I had completed my studies in Australia, specializing in aerospace engineering. I was the first person in my family to pursue something outside of business. My inspiration came from Wings of Fire by A.P.J. Abdul Kalam. I had even published a thesis. After finishing my studies, I felt homesick and returned to India by the end of 2015. I initially worked as a lecturer before transitioning to the corporate world in 2017, where I took on the role of a Senior Data Specialist. I was so happy with my career. But sadly, I left my job under the influence of my ex-husband.

He constantly flaunted his lifestyle and travel experiences, claiming that everything was possible because of his business. At first, I wasn’t convinced, but then he suggested, “Why don’t you take a break for six months or a year? Just try your hand at business. If it doesn’t work, you’re so academically sound—you can always take a course and land another job easily.” His words moved me. He even drafted a resignation email for me, which I simply copied and sent. Words would fall short to describe the fear I was having in my mind. I left my job in July 2021.

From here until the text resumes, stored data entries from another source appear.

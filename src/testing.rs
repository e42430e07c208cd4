//! # Request-Capture Test Support
//!
//! Intercepts a [`SecretsdClient`] call before it reaches any backend,
//! exposes the outgoing request for inspection, and lets the test deliver
//! a synthesized reply or fault to the suspended caller.
//!
//! Each captured call follows a two-phase lifecycle: first inspect the
//! request, then either complete it (success or fault) or dismiss it.
//! Exactly one [`CapturedRequest`] exists per intercepted call, and
//! completing it resumes exactly the one caller that issued it.
//!
//! # Examples
//!
//! ```rust,ignore
//! use secretsd_client::proto::{GetSecretRequest, GetSecretResponse};
//! use secretsd_client::testing::TestClient;
//!
//! #[tokio::test]
//! async fn get_secret_round_trip() -> anyhow::Result<()> {
//!     let mut client = TestClient::new();
//!
//!     let mut request = client
//!         .capture(|c| async move {
//!             c.get_secret("vault", "db/password", Default::default()).await
//!         })
//!         .await?;
//!
//!     let envelope: GetSecretRequest = request.request_envelope()?;
//!     assert_eq!(envelope.store_name, "vault");
//!
//!     let reply = GetSecretResponse::default();
//!     let secret = request.complete_with_message(reply).await??;
//!     assert!(secret.is_empty());
//!     Ok(())
//! }
//! ```

use std::fmt;
use std::future::Future;
use std::sync::Arc;

use async_trait::async_trait;
use thiserror::Error;
use tokio::sync::{mpsc, oneshot};
use tokio::task::JoinHandle;
use tonic::Status;

use crate::client::SecretsdClient;
use crate::error::ClientResult;
use crate::proto::{
    GetBulkSecretRequest, GetBulkSecretResponse, GetSecretRequest, GetSecretResponse,
};
use crate::transport::SecretsBackend;

/// Misuse of the capture/complete/dismiss lifecycle.
///
/// These are programming-error signals for tests; nothing a production
/// caller does can produce one.
#[derive(Debug, Error)]
pub enum ProtocolError {
    #[error("captured request was already completed")]
    AlreadyCompleted,

    #[error("captured request was dismissed; completion is no longer allowed")]
    Dismissed,

    #[error("no request was captured: {0}")]
    NothingCaptured(String),

    #[error("caller task failed before producing a result: {0}")]
    CallerGone(String),

    #[error("captured request could not be decoded as the requested type: {0}")]
    Decode(#[from] prost::DecodeError),
}

/// A call intercepted on its way to the backend, paired with the oneshot
/// that resumes the suspended caller.
struct InterceptedCall {
    method: &'static str,
    request: Vec<u8>,
    reply: oneshot::Sender<Result<Vec<u8>, Status>>,
}

/// Backend that hands every call to the owning [`TestClient`] instead of a
/// real daemon.
#[derive(Clone)]
struct CaptureBackend {
    calls: mpsc::UnboundedSender<InterceptedCall>,
}

impl fmt::Debug for CaptureBackend {
    fn fmt(&self, f: &mut fmt::Formatter<'_>) -> fmt::Result {
        f.debug_struct("CaptureBackend").finish_non_exhaustive()
    }
}

impl CaptureBackend {
    /// Park the call on a oneshot until the test delivers a payload.
    ///
    /// Requests and replies cross the seam as encoded bytes so one channel
    /// serves both operations; [`CapturedRequest::request_envelope`] decodes
    /// back to the typed message on demand.
    async fn intercept<Req, Res>(&self, method: &'static str, request: Req) -> Result<Res, Status>
    where
        Req: prost::Message,
        Res: prost::Message + Default,
    {
        let (reply_tx, reply_rx) = oneshot::channel();
        let call = InterceptedCall {
            method,
            request: request.encode_to_vec(),
            reply: reply_tx,
        };

        self.calls
            .send(call)
            .map_err(|_| Status::unavailable("test client dropped before the call was captured"))?;

        let payload = reply_rx
            .await
            .map_err(|_| Status::cancelled("captured request dropped without a reply"))??;

        Res::decode(payload.as_slice())
            .map_err(|e| Status::internal(format!("undecodable reply injected: {}", e)))
    }
}

#[async_trait]
impl SecretsBackend for CaptureBackend {
    async fn get_secret(&self, request: GetSecretRequest) -> Result<GetSecretResponse, Status> {
        self.intercept("GetSecret", request).await
    }

    async fn get_bulk_secret(
        &self,
        request: GetBulkSecretRequest,
    ) -> Result<GetBulkSecretResponse, Status> {
        self.intercept("GetBulkSecret", request).await
    }
}

/// Test fixture owning a [`SecretsdClient`] wired to the capture backend.
///
/// One fixture per test; captured calls are serviced in the order they are
/// issued and there is no cross-test sharing.
pub struct TestClient {
    client: SecretsdClient,
    calls: mpsc::UnboundedReceiver<InterceptedCall>,
}

impl TestClient {
    #[must_use]
    pub fn new() -> Self {
        let (calls_tx, calls_rx) = mpsc::unbounded_channel();
        let backend = CaptureBackend { calls: calls_tx };

        Self {
            client: SecretsdClient::with_backend(Arc::new(backend)),
            calls: calls_rx,
        }
    }

    /// A client handle for calls made outside of [`capture`](Self::capture),
    /// e.g. exercising cancellation paths that never reach the backend.
    #[must_use]
    pub fn client(&self) -> SecretsdClient {
        self.client.clone()
    }

    /// Run `invocation` concurrently and resolve as soon as its outgoing
    /// request has been formed - not when the call completes.
    ///
    /// The invocation must perform exactly one call through the client it is
    /// handed. If it finishes without the backend ever seeing a request
    /// (e.g. an already-cancelled token), this resolves with
    /// [`ProtocolError::NothingCaptured`] instead of waiting forever.
    pub async fn capture<F, Fut, R>(
        &mut self,
        invocation: F,
    ) -> Result<CapturedRequest<R>, ProtocolError>
    where
        F: FnOnce(SecretsdClient) -> Fut,
        Fut: Future<Output = ClientResult<R>> + Send + 'static,
        R: Send + 'static,
    {
        let mut call = tokio::spawn(invocation(self.client.clone()));

        tokio::select! {
            // Prefer the captured request when both are ready: a call that
            // was cancelled after issuing its request still counts as
            // captured.
            biased;
            intercepted = self.calls.recv() => {
                let Some(intercepted) = intercepted else {
                    return Err(ProtocolError::NothingCaptured(
                        "capture channel closed".to_string(),
                    ));
                };
                Ok(CapturedRequest {
                    method: intercepted.method,
                    request: intercepted.request,
                    reply: Some(intercepted.reply),
                    call: Some(call),
                    dismissed: false,
                })
            }
            finished = &mut call => {
                let detail = match finished {
                    Ok(Ok(_)) => "call succeeded without reaching the backend".to_string(),
                    Ok(Err(e)) => format!("call failed before reaching the backend: {}", e),
                    Err(e) => format!("call task failed: {}", e),
                };
                Err(ProtocolError::NothingCaptured(detail))
            }
        }
    }
}

impl Default for TestClient {
    fn default() -> Self {
        Self::new()
    }
}

/// An in-flight call intercepted before any backend saw it.
///
/// Holds the pending call's outgoing request and the handle used to later
/// deliver a reply or fault. Transitions from pending to completed or
/// dismissed, never both.
pub struct CapturedRequest<R> {
    method: &'static str,
    request: Vec<u8>,
    reply: Option<oneshot::Sender<Result<Vec<u8>, Status>>>,
    call: Option<JoinHandle<ClientResult<R>>>,
    dismissed: bool,
}

impl<R> CapturedRequest<R> {
    /// The rpc method the call targeted (`"GetSecret"` / `"GetBulkSecret"`).
    #[must_use]
    pub fn method(&self) -> &'static str {
        self.method
    }

    /// Decode the captured request as `M` for field-by-field inspection.
    ///
    /// Decoding does not consume the capture; it can be repeated, before or
    /// after completion.
    pub fn request_envelope<M>(&self) -> Result<M, ProtocolError>
    where
        M: prost::Message + Default,
    {
        M::decode(self.request.as_slice()).map_err(ProtocolError::from)
    }

    /// Deliver `reply` as the backend's answer and return what the
    /// suspended caller's own `await` produced.
    pub async fn complete_with_message<M>(
        &mut self,
        reply: M,
    ) -> Result<ClientResult<R>, ProtocolError>
    where
        M: prost::Message,
    {
        self.complete(Ok(reply.encode_to_vec())).await
    }

    /// Deliver `fault` as a transport-level failure and return what the
    /// suspended caller's own `await` produced.
    pub async fn complete_with_fault(
        &mut self,
        fault: Status,
    ) -> Result<ClientResult<R>, ProtocolError> {
        self.complete(Err(fault)).await
    }

    /// Mark this capture as intentionally not validated further.
    ///
    /// Does not resume the caller; any later completion attempt is a
    /// [`ProtocolError::Dismissed`].
    pub fn dismiss(&mut self) {
        self.dismissed = true;
    }

    async fn complete(
        &mut self,
        payload: Result<Vec<u8>, Status>,
    ) -> Result<ClientResult<R>, ProtocolError> {
        if self.dismissed {
            return Err(ProtocolError::Dismissed);
        }
        let reply = self.reply.take().ok_or(ProtocolError::AlreadyCompleted)?;
        let call = self.call.take().ok_or(ProtocolError::AlreadyCompleted)?;

        // A send failure means the caller already settled on its own
        // (cancellation fired mid-flight). Its result is still the answer.
        let _ = reply.send(payload);

        call.await
            .map_err(|e| ProtocolError::CallerGone(e.to_string()))
    }
}

#[cfg(test)]
mod tests {
    use super::*;
    use std::collections::HashMap;

    #[tokio::test]
    async fn test_capture_records_method_name() {
        let mut client = TestClient::new();

        let mut request = client
            .capture(|c| async move { c.get_secret("store", "key", HashMap::new()).await })
            .await
            .unwrap();

        assert_eq!(request.method(), "GetSecret");
        request.dismiss();
    }

    #[tokio::test]
    async fn test_request_envelope_is_repeatable() {
        let mut client = TestClient::new();

        let mut request = client
            .capture(|c| async move { c.get_secret("store", "key", HashMap::new()).await })
            .await
            .unwrap();

        let first: GetSecretRequest = request.request_envelope().unwrap();
        let second: GetSecretRequest = request.request_envelope().unwrap();
        assert_eq!(first, second);
        request.dismiss();
    }

    #[tokio::test]
    async fn test_sequential_captures_on_one_fixture() {
        let mut client = TestClient::new();

        for expected_key in ["first", "second"] {
            let key = expected_key.to_string();
            let mut request = client
                .capture(move |c| async move { c.get_secret("store", &key, HashMap::new()).await })
                .await
                .unwrap();

            let envelope: GetSecretRequest = request.request_envelope().unwrap();
            assert_eq!(envelope.key, expected_key);

            let outcome = request
                .complete_with_message(GetSecretResponse::default())
                .await
                .unwrap();
            assert!(outcome.unwrap().is_empty());
        }
    }
}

Then the engagement happened in October 14th, 2021.

After the engagement, as time passed, I started panicking. There was still no clarity about his work status. I even asked his aunt, but she supported him. Self-doubt crept in. I started convincing myself that he was a good guy and doing everything I deserved. Today, when I think about it, I wish I had discussed it with my mother. Maybe I would have found some clarity then. I really wish I had…

The wedding date got fixed. Sometime before the wedding, they made demands. They asked for Mekhela chadar made of pure Assam silk for all their female guests. A Mekhela chadar costs around Rs. 8,000 to Rs. 10,000. I wanted everything to be on equal terms. For the “Mandhora” ritual, I requested the groom’s side to reciprocate with gifts for the bride’s family and relatives. My ex-husband found this aggressive. When the time came, they fooled us by giving low-quality gifts.

Finally, the marriage happened on 10th February, 2022.